• **Exercise description**:
From the entries that follow, reproduce exactly and only the lines from the line with "use std::collections::HashMap;" to the line with "keyword equality conditions.", endpoints included.

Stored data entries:
##########

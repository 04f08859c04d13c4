use async_trait::async_trait;
use log::{debug, info};
use qdrant_client::qdrant::{
    self, point_id::PointIdOptions, value::Kind, Condition, CreateCollectionBuilder,
    CreateFieldIndexCollectionBuilder, Distance, FieldType, GetPointsBuilder, HnswConfigDiff,
    OptimizersConfigDiffBuilder, PointStruct, PointVectors, PointsIdsList, QueryPointsBuilder,
    ScrollPointsBuilder, SetPayloadPointsBuilder, UpdatePointVectorsBuilder, UpsertPointsBuilder,
    VectorParams, VectorsConfig,
};
use qdrant_client::Qdrant;
use serde_json::{Number, Value as Json};
use std::collections::HashMap;

use crate::error::{Error, Result};
use crate::schema::{IndexKind, PayloadIndex};

/// Record payload as stored: a JSON object.
pub type Payload = serde_json::Map<String, Json>;

#[derive(Debug, Clone, PartialEq)]
pub struct Point {
    pub id: u64,
    pub vector: Vec<f32>,
    pub payload: Payload,
}

#[derive(Debug, Clone, PartialEq)]
pub struct StoredRecord {
    pub id: u64,
    pub payload: Payload,
}

#[derive(Debug, Clone, PartialEq)]
pub struct ScoredRecord {
    pub id: u64,
    pub score: f32,
    pub payload: Payload,
}

#[derive(Debug, Clone, PartialEq, Eq)]
pub struct FieldMatch {
    pub key: String,
    pub value: String,
}

/// Conjunction of keyword equality conditions.
#[derive(Debug, Clone, Default, PartialEq, Eq)]
pub struct Filter {
    pub must: Vec<FieldMatch>,
}

impl Filter {
    pub fn must(key: &str, value: &str) -> Self {
        Self::default().and(key, value)
    }

    pub fn and(mut self, key: &str, value: &str) -> Self {
        self.must.push(FieldMatch {
            key: key.to_string(),
            value: value.to_string(),
        });
        self
    }

    pub fn matches(&self, payload: &Payload) -> bool {
        self.must
            .iter()
            .all(|m| payload.get(&m.key).and_then(Json::as_str) == Some(m.value.as_str()))
    }

    fn to_qdrant(&self) -> qdrant::Filter {
        qdrant::Filter::must(
            self.must
                .iter()
                .map(|m| Condition::matches(m.key.clone(), m.value.clone())),
        )
    }
}

#[derive(Debug, Clone, PartialEq)]
pub struct SearchRequest {
    pub vector: Vec<f32>,
    pub limit: u64,
    pub score_threshold: Option<f32>,
    pub filter: Option<Filter>,
}

/// Operations the scripts need from a vector store.
///
/// Every call is a single round trip. Nothing is retried.
#[async_trait]
pub trait RecordStore: Send + Sync {
    async fn collection_exists(&self, collection: &str) -> Result<bool>;

    /// Creates a cosine-distance collection of `dimension`-sized vectors.
    async fn create_collection(&self, collection: &str, dimension: u64) -> Result<()>;

    async fn create_index(&self, index: &PayloadIndex) -> Result<()>;

    /// Inserts or replaces every point in one call.
    async fn upsert(&self, collection: &str, points: Vec<Point>) -> Result<()>;

    async fn retrieve(&self, collection: &str, id: u64) -> Result<Option<StoredRecord>>;

    /// Overwrites the given payload keys and leaves the others as they are.
    async fn set_payload(&self, collection: &str, id: u64, payload: Payload) -> Result<()>;

    async fn update_vector(&self, collection: &str, id: u64, vector: Vec<f32>) -> Result<()>;

    async fn scroll(
        &self,
        collection: &str,
        filter: Option<Filter>,
        limit: u32,
    ) -> Result<Vec<StoredRecord>>;

    /// Nearest neighbours, best first.
    async fn search(&self, collection: &str, request: SearchRequest) -> Result<Vec<ScoredRecord>>;
}

/// [`RecordStore`] backed by a Qdrant server over gRPC.
pub struct QdrantStore {
    client: Qdrant,
}

impl QdrantStore {
    pub fn connect(url: &str) -> Result<Self> {
        info!("Connecting to Qdrant: {}", url);
        let client = Qdrant::from_url(url).build()?;
        Ok(Self { client })
    }
}

#[async_trait]
impl RecordStore for QdrantStore {
    async fn collection_exists(&self, collection: &str) -> Result<bool> {
        Ok(self.client.collection_exists(collection.to_string()).await?)
    }

    async fn create_collection(&self, collection: &str, dimension: u64) -> Result<()> {
        let vectors = VectorsConfig {
            config: Some(qdrant::vectors_config::Config::Params(VectorParams {
                size: dimension,
                distance: Distance::Cosine as i32,
                on_disk: Some(true),
                ..Default::default()
            })),
        };
        // Large payloads are kept memory-mapped
        let optimizers = OptimizersConfigDiffBuilder::default()
            .memmap_threshold(20_000)
            .build();

        self.client
            .create_collection(
                CreateCollectionBuilder::new(collection)
                    .vectors_config(vectors)
                    .hnsw_config(HnswConfigDiff {
                        m: Some(16),
                        ef_construct: Some(200),
                        ..Default::default()
                    })
                    .optimizers_config(optimizers),
            )
            .await?;
        Ok(())
    }

    async fn create_index(&self, index: &PayloadIndex) -> Result<()> {
        let field_type = match index.kind {
            IndexKind::Keyword => FieldType::Keyword,
            IndexKind::Text => FieldType::Text,
        };
        self.client
            .create_field_index(
                CreateFieldIndexCollectionBuilder::new(index.collection, index.field, field_type)
                    .wait(true),
            )
            .await?;
        Ok(())
    }

    async fn upsert(&self, collection: &str, points: Vec<Point>) -> Result<()> {
        let points = points
            .into_iter()
            .map(|p| Ok(PointStruct::new(p.id, p.vector, to_qdrant_payload(p.payload)?)))
            .collect::<Result<Vec<_>>>()?;

        debug!("Upserting {} points into {}", points.len(), collection);
        self.client
            .upsert_points(UpsertPointsBuilder::new(collection, points).wait(true))
            .await?;
        Ok(())
    }

    async fn retrieve(&self, collection: &str, id: u64) -> Result<Option<StoredRecord>> {
        let response = self
            .client
            .get_points(
                GetPointsBuilder::new(collection, vec![qdrant::PointId::from(id)])
                    .with_payload(true)
                    .with_vectors(false),
            )
            .await?;

        response
            .result
            .into_iter()
            .next()
            .map(|point| {
                Ok(StoredRecord {
                    id: numeric_id(point.id)?,
                    payload: from_qdrant_payload(point.payload),
                })
            })
            .transpose()
    }

    async fn set_payload(&self, collection: &str, id: u64, payload: Payload) -> Result<()> {
        self.client
            .set_payload(
                SetPayloadPointsBuilder::new(collection, to_qdrant_payload(payload)?)
                    .points_selector(PointsIdsList {
                        ids: vec![id.into()],
                    })
                    .wait(true),
            )
            .await?;
        Ok(())
    }

    async fn update_vector(&self, collection: &str, id: u64, vector: Vec<f32>) -> Result<()> {
        self.client
            .update_vectors(
                UpdatePointVectorsBuilder::new(
                    collection,
                    vec![PointVectors {
                        id: Some(id.into()),
                        vectors: Some(vector.into()),
                    }],
                )
                .wait(true),
            )
            .await?;
        Ok(())
    }

    async fn scroll(
        &self,
        collection: &str,
        filter: Option<Filter>,
        limit: u32,
    ) -> Result<Vec<StoredRecord>> {
        let mut request = ScrollPointsBuilder::new(collection)
            .limit(limit)
            .with_payload(true)
            .with_vectors(false);
        if let Some(filter) = filter {
            request = request.filter(filter.to_qdrant());
        }

        let response = self.client.scroll(request).await?;
        response
            .result
            .into_iter()
            .map(|point| {
                Ok(StoredRecord {
                    id: numeric_id(point.id)?,
                    payload: from_qdrant_payload(point.payload),
                })
            })
            .collect()
    }

    async fn search(&self, collection: &str, request: SearchRequest) -> Result<Vec<ScoredRecord>> {
        let mut query = QueryPointsBuilder::new(collection)
            .query(request.vector)
            .limit(request.limit)
            .with_payload(true);
        if let Some(threshold) = request.score_threshold {
            query = query.score_threshold(threshold);
        }
        if let Some(filter) = request.filter {
            query = query.filter(filter.to_qdrant());
        }

        let response = self.client.query(query).await?;
        response
            .result
            .into_iter()
            .map(|point| {
                Ok(ScoredRecord {
                    id: numeric_id(point.id)?,
                    score: point.score,
                    payload: from_qdrant_payload(point.payload),
                })
            })
            .collect()
    }
}

fn numeric_id(id: Option<qdrant::PointId>) -> Result<u64> {
    match id.and_then(|id| id.point_id_options) {
        Some(PointIdOptions::Num(num)) => Ok(num),
        Some(PointIdOptions::Uuid(uuid)) => Err(Error::Store(format!(
            "expected a numeric point id, got uuid {}",
            uuid
        ))),
        None => Err(Error::store("point without id")),
    }
}

fn to_qdrant_payload(payload: Payload) -> Result<qdrant_client::Payload> {
    Ok(qdrant_client::Payload::try_from(Json::Object(payload))?)
}

fn from_qdrant_payload(payload: HashMap<String, qdrant::Value>) -> Payload {
    payload
        .into_iter()
        .map(|(key, value)| (key, to_json(value)))
        .collect()
}

fn to_json(value: qdrant::Value) -> Json {
    match value.kind {
        None | Some(Kind::NullValue(_)) => Json::Null,
        Some(Kind::BoolValue(b)) => Json::Bool(b),
        Some(Kind::IntegerValue(i)) => Json::Number(i.into()),
        Some(Kind::DoubleValue(d)) => Number::from_f64(d).map(Json::Number).unwrap_or(Json::Null),
        Some(Kind::StringValue(s)) => Json::String(s),
        Some(Kind::ListValue(list)) => Json::Array(list.values.into_iter().map(to_json).collect()),
        Some(Kind::StructValue(s)) => Json::Object(
            s.fields
                .into_iter()
                .map(|(key, value)| (key, to_json(value)))
                .collect(),
        ),
    }
}

#[cfg(test)]
mod tests {
    use super::*;
    use serde_json::json;

    fn payload(value: Json) -> Payload {
        match value {
            Json::Object(map) => map,
            _ => panic!("not an object"),
        }
    }

    #[test]
    fn test_filter_matches_all_conditions() {
        let filter = Filter::must("level", "column")
            .and("table", "employees")
            .and("column", "salary");
        assert_eq!(filter.must.len(), 3);

        let column = payload(json!({
            "level": "column", "table": "employees", "column": "salary"
        }));
        let table = payload(json!({ "table": "employees", "description": "직원 마스터" }));
        assert!(filter.matches(&column));
        assert!(!filter.matches(&table));
    }

    #[test]
    fn test_empty_filter_matches_everything() {
        assert!(Filter::default().matches(&Payload::new()));
    }

    #[test]
    fn test_filter_compares_strings_only() {
        let filter = Filter::must("id", "1");
        assert!(!filter.matches(&payload(json!({ "id": 1 }))));
    }

    #[test]
    fn test_qdrant_value_to_json() {
        let value = qdrant::Value {
            kind: Some(Kind::ListValue(qdrant::ListValue {
                values: vec![
                    qdrant::Value {
                        kind: Some(Kind::StringValue("사번".to_string())),
                    },
                    qdrant::Value {
                        kind: Some(Kind::IntegerValue(7)),
                    },
                    qdrant::Value {
                        kind: Some(Kind::BoolValue(true)),
                    },
                    qdrant::Value { kind: None },
                ],
            })),
        };
        assert_eq!(to_json(value), json!(["사번", 7, true, null]));
    }

    #[test]
    fn test_numeric_id() {
        let id = Some(qdrant::PointId::from(1000u64));
        assert_eq!(numeric_id(id).unwrap(), 1000);
        assert!(numeric_id(None).is_err());
    }
}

##########

• **Result of this task**:
use std::collections::HashMap;

use crate::error::{Error, Result};
use crate::schema::{IndexKind, PayloadIndex};

/// Record payload as stored: a JSON object.
pub type Payload = serde_json::Map<String, Json>;

#[derive(Debug, Clone, PartialEq)]
pub struct Point {
    pub id: u64,
    pub vector: Vec<f32>,
    pub payload: Payload,
}

#[derive(Debug, Clone, PartialEq)]
pub struct StoredRecord {
    pub id: u64,
    pub payload: Payload,
}

#[derive(Debug, Clone, PartialEq)]
pub struct ScoredRecord {
    pub id: u64,
    pub score: f32,
    pub payload: Payload,
}

#[derive(Debug, Clone, PartialEq, Eq)]
pub struct FieldMatch {
    pub key: String,
    pub value: String,
}

/// Conjunction of keyword equality conditions.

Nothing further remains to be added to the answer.